**Problem to work on**
Every line with "ExtendibleHashTable" in it must be copied from the data.

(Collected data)
= = = = = = =
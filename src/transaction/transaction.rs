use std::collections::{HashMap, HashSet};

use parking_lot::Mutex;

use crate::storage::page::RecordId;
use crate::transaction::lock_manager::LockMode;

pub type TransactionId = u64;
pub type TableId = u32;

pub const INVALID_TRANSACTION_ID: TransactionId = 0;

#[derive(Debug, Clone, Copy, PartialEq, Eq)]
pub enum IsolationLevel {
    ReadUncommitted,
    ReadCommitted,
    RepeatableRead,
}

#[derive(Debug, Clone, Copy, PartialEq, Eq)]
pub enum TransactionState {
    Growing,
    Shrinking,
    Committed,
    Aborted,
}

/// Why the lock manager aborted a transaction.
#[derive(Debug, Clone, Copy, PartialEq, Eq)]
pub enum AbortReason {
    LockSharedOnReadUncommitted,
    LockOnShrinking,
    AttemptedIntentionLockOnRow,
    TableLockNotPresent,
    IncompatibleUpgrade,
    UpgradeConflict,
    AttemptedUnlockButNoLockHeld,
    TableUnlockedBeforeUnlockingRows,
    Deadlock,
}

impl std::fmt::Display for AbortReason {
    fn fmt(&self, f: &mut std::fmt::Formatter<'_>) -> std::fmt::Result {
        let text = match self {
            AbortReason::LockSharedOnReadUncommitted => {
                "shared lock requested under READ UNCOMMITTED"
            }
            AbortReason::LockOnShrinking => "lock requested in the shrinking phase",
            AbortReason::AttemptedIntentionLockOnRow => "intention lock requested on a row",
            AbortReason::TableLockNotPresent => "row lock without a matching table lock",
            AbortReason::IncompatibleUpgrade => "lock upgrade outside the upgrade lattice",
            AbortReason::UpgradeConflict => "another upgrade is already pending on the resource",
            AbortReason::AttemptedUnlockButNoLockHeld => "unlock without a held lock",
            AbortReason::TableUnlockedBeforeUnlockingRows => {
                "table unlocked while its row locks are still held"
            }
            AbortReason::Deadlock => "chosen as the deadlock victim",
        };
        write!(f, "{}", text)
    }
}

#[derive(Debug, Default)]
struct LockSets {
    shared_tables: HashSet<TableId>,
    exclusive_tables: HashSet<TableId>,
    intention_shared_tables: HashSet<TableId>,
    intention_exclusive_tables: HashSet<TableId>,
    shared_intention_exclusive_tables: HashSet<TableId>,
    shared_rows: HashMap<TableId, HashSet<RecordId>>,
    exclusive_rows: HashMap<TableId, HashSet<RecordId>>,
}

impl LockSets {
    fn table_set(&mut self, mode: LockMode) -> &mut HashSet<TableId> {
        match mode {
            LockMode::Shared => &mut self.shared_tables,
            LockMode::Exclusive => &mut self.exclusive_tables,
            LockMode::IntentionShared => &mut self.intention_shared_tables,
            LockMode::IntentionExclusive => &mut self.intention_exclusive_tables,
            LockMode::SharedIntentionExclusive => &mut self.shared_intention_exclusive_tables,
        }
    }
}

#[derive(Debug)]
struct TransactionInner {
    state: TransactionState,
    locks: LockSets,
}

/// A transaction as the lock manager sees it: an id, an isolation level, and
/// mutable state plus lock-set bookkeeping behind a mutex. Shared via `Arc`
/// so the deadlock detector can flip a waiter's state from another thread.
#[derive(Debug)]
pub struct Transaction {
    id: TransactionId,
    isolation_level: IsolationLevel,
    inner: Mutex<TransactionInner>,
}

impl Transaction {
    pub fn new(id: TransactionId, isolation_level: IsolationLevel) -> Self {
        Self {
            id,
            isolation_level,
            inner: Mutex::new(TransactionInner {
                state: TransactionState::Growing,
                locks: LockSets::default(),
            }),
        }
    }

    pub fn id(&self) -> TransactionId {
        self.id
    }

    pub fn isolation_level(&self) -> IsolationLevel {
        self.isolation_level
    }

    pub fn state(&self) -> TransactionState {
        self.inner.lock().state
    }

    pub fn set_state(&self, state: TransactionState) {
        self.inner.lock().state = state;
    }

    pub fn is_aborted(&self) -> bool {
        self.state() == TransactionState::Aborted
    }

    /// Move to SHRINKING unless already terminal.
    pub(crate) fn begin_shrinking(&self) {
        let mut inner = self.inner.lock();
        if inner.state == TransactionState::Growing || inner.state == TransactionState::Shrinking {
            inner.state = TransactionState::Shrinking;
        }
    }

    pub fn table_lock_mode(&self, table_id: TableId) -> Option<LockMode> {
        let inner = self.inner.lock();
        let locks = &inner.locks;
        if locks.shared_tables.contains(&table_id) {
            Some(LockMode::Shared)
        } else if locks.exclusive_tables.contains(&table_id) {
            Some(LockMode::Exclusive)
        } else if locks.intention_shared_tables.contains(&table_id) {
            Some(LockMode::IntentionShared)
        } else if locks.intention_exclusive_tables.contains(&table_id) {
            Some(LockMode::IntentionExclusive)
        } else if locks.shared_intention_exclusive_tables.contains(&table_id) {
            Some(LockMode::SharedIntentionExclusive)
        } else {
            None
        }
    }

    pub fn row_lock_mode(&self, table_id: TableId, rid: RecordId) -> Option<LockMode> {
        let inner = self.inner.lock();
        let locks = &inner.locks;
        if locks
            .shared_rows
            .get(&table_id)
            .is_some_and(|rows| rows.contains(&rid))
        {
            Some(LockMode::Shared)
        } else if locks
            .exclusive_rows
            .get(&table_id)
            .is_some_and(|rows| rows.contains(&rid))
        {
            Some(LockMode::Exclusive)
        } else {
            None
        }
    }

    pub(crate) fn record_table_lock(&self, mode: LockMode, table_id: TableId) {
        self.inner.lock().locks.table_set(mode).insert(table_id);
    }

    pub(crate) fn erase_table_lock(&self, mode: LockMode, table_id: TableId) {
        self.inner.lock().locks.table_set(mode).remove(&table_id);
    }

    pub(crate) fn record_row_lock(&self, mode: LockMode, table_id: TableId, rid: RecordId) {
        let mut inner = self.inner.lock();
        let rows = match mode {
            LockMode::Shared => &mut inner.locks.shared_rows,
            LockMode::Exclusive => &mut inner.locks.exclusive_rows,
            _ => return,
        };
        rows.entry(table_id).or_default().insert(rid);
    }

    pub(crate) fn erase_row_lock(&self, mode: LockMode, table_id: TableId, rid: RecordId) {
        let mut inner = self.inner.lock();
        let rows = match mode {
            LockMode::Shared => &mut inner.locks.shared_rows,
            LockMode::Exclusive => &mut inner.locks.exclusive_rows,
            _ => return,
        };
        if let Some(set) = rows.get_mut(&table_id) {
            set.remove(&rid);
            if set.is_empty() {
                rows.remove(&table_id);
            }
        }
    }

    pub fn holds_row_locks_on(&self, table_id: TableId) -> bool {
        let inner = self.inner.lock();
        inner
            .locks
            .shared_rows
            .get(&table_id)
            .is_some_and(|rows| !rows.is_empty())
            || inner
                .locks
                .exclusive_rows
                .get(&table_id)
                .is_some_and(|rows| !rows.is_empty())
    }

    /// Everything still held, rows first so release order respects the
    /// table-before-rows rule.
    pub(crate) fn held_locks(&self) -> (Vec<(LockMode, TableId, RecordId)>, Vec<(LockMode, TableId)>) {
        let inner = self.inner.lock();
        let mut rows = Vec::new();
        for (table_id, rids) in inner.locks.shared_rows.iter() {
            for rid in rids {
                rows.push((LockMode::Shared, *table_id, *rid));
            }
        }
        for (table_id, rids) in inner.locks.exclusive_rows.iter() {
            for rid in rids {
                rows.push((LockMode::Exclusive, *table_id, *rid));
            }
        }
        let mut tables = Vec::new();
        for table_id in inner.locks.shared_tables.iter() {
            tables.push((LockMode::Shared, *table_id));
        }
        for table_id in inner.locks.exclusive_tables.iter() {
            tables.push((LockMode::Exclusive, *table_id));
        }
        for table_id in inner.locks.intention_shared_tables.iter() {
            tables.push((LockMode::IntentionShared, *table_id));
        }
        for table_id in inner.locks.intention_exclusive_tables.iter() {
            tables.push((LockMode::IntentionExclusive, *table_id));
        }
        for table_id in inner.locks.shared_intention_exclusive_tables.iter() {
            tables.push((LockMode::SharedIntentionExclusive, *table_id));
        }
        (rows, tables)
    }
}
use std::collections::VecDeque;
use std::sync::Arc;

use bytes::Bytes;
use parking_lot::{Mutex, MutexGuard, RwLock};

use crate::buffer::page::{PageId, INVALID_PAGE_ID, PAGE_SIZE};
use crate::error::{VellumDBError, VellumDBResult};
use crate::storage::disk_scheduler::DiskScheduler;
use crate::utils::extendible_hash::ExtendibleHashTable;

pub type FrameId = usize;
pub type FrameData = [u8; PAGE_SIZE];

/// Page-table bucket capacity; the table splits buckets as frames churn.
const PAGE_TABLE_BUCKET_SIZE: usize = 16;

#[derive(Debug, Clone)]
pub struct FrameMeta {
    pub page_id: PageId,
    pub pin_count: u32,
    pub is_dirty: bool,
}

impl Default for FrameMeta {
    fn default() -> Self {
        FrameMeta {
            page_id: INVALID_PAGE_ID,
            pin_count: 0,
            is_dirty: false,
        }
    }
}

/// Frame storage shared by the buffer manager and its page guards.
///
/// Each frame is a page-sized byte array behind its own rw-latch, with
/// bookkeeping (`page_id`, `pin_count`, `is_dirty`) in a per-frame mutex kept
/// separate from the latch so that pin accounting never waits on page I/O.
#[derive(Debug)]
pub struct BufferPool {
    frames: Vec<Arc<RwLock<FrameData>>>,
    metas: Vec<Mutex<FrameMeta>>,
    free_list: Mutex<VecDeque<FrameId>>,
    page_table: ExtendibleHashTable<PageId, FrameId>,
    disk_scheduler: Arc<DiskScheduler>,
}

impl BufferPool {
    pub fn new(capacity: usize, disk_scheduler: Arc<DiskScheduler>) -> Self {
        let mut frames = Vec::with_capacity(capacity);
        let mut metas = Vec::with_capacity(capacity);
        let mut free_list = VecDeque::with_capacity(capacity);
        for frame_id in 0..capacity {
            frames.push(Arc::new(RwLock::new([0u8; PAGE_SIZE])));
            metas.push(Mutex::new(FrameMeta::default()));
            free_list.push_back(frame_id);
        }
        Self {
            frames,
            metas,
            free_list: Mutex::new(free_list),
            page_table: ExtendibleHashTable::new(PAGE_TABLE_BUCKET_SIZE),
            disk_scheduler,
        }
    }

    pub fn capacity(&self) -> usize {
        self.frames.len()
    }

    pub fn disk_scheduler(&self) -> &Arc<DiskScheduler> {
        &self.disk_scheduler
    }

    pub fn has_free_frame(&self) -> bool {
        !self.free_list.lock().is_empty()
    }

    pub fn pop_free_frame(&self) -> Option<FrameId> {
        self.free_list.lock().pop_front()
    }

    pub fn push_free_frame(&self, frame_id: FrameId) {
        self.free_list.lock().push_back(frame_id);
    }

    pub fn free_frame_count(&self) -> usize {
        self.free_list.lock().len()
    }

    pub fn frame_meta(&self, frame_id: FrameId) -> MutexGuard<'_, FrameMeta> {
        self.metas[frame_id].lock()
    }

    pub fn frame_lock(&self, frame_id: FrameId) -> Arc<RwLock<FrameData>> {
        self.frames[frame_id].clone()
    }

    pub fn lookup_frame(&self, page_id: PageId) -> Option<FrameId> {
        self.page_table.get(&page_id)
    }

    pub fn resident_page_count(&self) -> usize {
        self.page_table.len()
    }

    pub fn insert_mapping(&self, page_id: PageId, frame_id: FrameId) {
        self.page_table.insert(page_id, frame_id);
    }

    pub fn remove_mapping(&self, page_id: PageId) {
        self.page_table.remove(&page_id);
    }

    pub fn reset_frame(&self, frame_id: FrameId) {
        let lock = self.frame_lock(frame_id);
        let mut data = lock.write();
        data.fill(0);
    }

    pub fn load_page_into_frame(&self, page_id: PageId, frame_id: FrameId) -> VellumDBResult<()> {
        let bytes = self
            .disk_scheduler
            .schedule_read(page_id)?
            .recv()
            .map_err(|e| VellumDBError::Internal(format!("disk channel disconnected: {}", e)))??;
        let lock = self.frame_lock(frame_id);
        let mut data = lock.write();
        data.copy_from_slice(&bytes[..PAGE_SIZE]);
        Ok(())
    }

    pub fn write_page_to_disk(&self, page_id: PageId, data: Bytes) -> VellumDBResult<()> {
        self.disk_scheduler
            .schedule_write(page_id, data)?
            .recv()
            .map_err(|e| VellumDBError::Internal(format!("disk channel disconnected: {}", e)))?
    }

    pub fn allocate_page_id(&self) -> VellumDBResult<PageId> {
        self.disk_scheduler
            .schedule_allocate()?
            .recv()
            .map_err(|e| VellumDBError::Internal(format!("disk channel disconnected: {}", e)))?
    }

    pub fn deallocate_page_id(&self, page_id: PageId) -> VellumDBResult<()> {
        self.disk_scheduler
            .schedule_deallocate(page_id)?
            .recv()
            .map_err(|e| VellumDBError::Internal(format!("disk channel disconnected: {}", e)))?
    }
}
= = = = = = =
**Answer to this task**
use crate::utils::extendible_hash::ExtendibleHashTable;
    page_table: ExtendibleHashTable<PageId, FrameId>,
            page_table: ExtendibleHashTable::new(PAGE_TABLE_BUCKET_SIZE),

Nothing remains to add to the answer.